Fast-forward again to my life P.C. (post-cancer). When I recovered from my first surgery, I realized that without all those tumors inside me, I felt better than I had in at least a year. Possibly since before I had had kids. So I kept working out. And during the IP chemo, which I was told came with “crushing fatigue” (boy, did it ever), I kept working out. Some days just a lurch down to the bottom of the hill and back, but I got moving. It helped me to feel in control of my body, in control of my life, in a disease process that is totally out of the patient’s hands in so many ways. It gave me time to think things through while I staggered, and make some personal decisions without interruption. I’m convinced that having a pretty high percentage of muscle mass helped me come through the six rounds of IP cisplatin as strongly as I did.

Once chemo is over, every time, and I start crawling out of the pit, exercise helps me feel like a normal person (at least until I catch sight of my squishy, pale, bald self in the weight room mirror). It helps me get my energy back sooner than I would have just waiting inside my house. It helps me get rid of the carbo-belt that develops around the waistband of chemo patients, thanks to the fabulous anti-emetics available nowadays and the raging cells looking for sugar.

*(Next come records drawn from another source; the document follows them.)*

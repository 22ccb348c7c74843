use std::sync::Arc;

use actix_web::{http::header, web, HttpResponse};
use tracing::{info, instrument};

use super::CookieSettings;
use crate::dto::{MessageResponse, OtpRequestDto};
use crate::error::{AppError, AppResult};
use crate::middleware::ValidatedJson;
use crate::models::Email;
use crate::service::{AuthService, EmailSender};
use crate::use_cases::{GenerateOtpUseCase, VerifyOtpUseCase};

/// HTTP orchestration for OTP issuance and verification. Every collaborator
/// is passed in at construction.
pub struct OtpController {
    generate_otp: Arc<GenerateOtpUseCase>,
    verify_otp: Arc<VerifyOtpUseCase>,
    email_service: Arc<dyn EmailSender>,
    auth_service: Arc<AuthService>,
    cookies: CookieSettings,
}

impl OtpController {
    pub fn new(
        generate_otp: Arc<GenerateOtpUseCase>,
        verify_otp: Arc<VerifyOtpUseCase>,
        email_service: Arc<dyn EmailSender>,
        auth_service: Arc<AuthService>,
        cookies: CookieSettings,
    ) -> Self {
        Self {
            generate_otp,
            verify_otp,
            email_service,
            auth_service,
            cookies,
        }
    }

    #[instrument(skip(self, request))]
    pub async fn generate_otp_handler(&self, request: OtpRequestDto) -> AppResult<HttpResponse> {
        let Some(email) = request.email() else {
            return Err(AppError::BadRequest("Email address is required".to_string()));
        };
        let email = Email::parse(email).map_err(|e| AppError::BadRequest(e.to_string()))?;
        self.issue_and_send(&email).await?;
        Ok(HttpResponse::Ok().json(MessageResponse::ok("OTP generated successfully.")))
    }

    #[instrument(skip(self, request))]
    pub async fn resend_otp_handler(&self, request: OtpRequestDto) -> AppResult<HttpResponse> {
        let Some(email) = request.email() else {
            return Err(AppError::BadRequest("Email is required".to_string()));
        };
        let email = Email::parse(email).map_err(|e| AppError::BadRequest(e.to_string()))?;
        self.issue_and_send(&email).await?;
        Ok(HttpResponse::Ok().json(MessageResponse::ok("OTP resent successfully.")))
    }

    /// Signup completion: a valid code verifies the account and opens a session.
    /// Nothing is minted unless the code checks out.
    #[instrument(skip(self, request))]
    pub async fn verify_otp_handler(&self, request: OtpRequestDto) -> AppResult<HttpResponse> {
        let (Some(email), Some(_)) = (request.email(), request.otp()) else {
            return Err(AppError::BadRequest("Email and OTP are required".to_string()));
        };
        let email = Email::parse(email).map_err(|e| AppError::BadRequest(e.to_string()))?;

        if !self.verify_otp.execute(request).await? {
            return Err(AppError::BadRequest("Invalid or expired OTP".to_string()));
        }

        let session = self.auth_service.verify_otp(&email).await?;
        info!(user_id = %session.user.id, "Signup verified, session issued");

        Ok(HttpResponse::Ok()
            .cookie(self.cookies.refresh_cookie(session.refresh_token.clone()))
            .cookie(self.cookies.access_cookie(session.access_token.clone()))
            .insert_header((
                header::AUTHORIZATION,
                format!("Bearer {}", session.access_token),
            ))
            .json(session))
    }

    /// Re-verification of an address from the profile screen; no session is issued.
    #[instrument(skip(self, request))]
    pub async fn profile_verify_otp_handler(
        &self,
        request: OtpRequestDto,
    ) -> AppResult<HttpResponse> {
        if request.email().is_none() || request.otp().is_none() {
            return Err(AppError::BadRequest("Email or Otp is invalid".to_string()));
        }

        if !self.verify_otp.execute(request).await? {
            return Err(AppError::BadRequest("Entered a wrong otp".to_string()));
        }

        Ok(HttpResponse::Ok().json(MessageResponse::ok("Email verification successful")))
    }

    async fn issue_and_send(&self, email: &Email) -> AppResult<()> {
        let otp_response = self
            .generate_otp
            .execute(OtpRequestDto::for_email(email.as_str()))
            .await?;
        if otp_response.otp.is_empty() {
            return Err(eyre::eyre!("OTP was not generated").into());
        }
        self.email_service
            .send_otp_email(email.as_str(), &otp_response.otp)
            .await?;
        Ok(())
    }
}

pub async fn generate_otp(
    controller: web::Data<OtpController>,
    body: ValidatedJson<OtpRequestDto>,
) -> AppResult<HttpResponse> {
    controller.generate_otp_handler(body.into_inner()).await
}

pub async fn resend_otp(
    controller: web::Data<OtpController>,
    body: ValidatedJson<OtpRequestDto>,
) -> AppResult<HttpResponse> {
    controller.resend_otp_handler(body.into_inner()).await
}

pub async fn verify_otp(
    controller: web::Data<OtpController>,
    body: ValidatedJson<OtpRequestDto>,
) -> AppResult<HttpResponse> {
    controller.verify_otp_handler(body.into_inner()).await
}

pub async fn profile_verify_otp(
    controller: web::Data<OtpController>,
    body: ValidatedJson<OtpRequestDto>,
) -> AppResult<HttpResponse> {
    controller.profile_verify_otp_handler(body.into_inner()).await
}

Today, I found a study that shows how cancer patients that get regular exercise have more vigor and less emotional distress than cancer patients who don’t. (Sign up for a free MedScape account to read it – they have great articles.) Which I probably could have told you without the grants and the patients and all that time, but now we have proof.

So my advice for cancer patients: GET UP. Lurch down the hallway and back again. Once you can do that five times, add some stairs. Go for a swim. Walk the dog. Go down to the end of the driveway and get the mail. Once you finish chemo, treat yourself to a gym membership or a daily walk with a friend, and keep moving. The oxygen will help your body recover; the muscles will burn off the spare tire, and the companionship will keep you coming back.

Look, I love an afternoon in a comfy armchair with the cat and a good book as much (and probably more) than the next girl. But it isn’t going to prolong my life the way being in shape will.

Besides, the chair and the cat will still be there in an hour.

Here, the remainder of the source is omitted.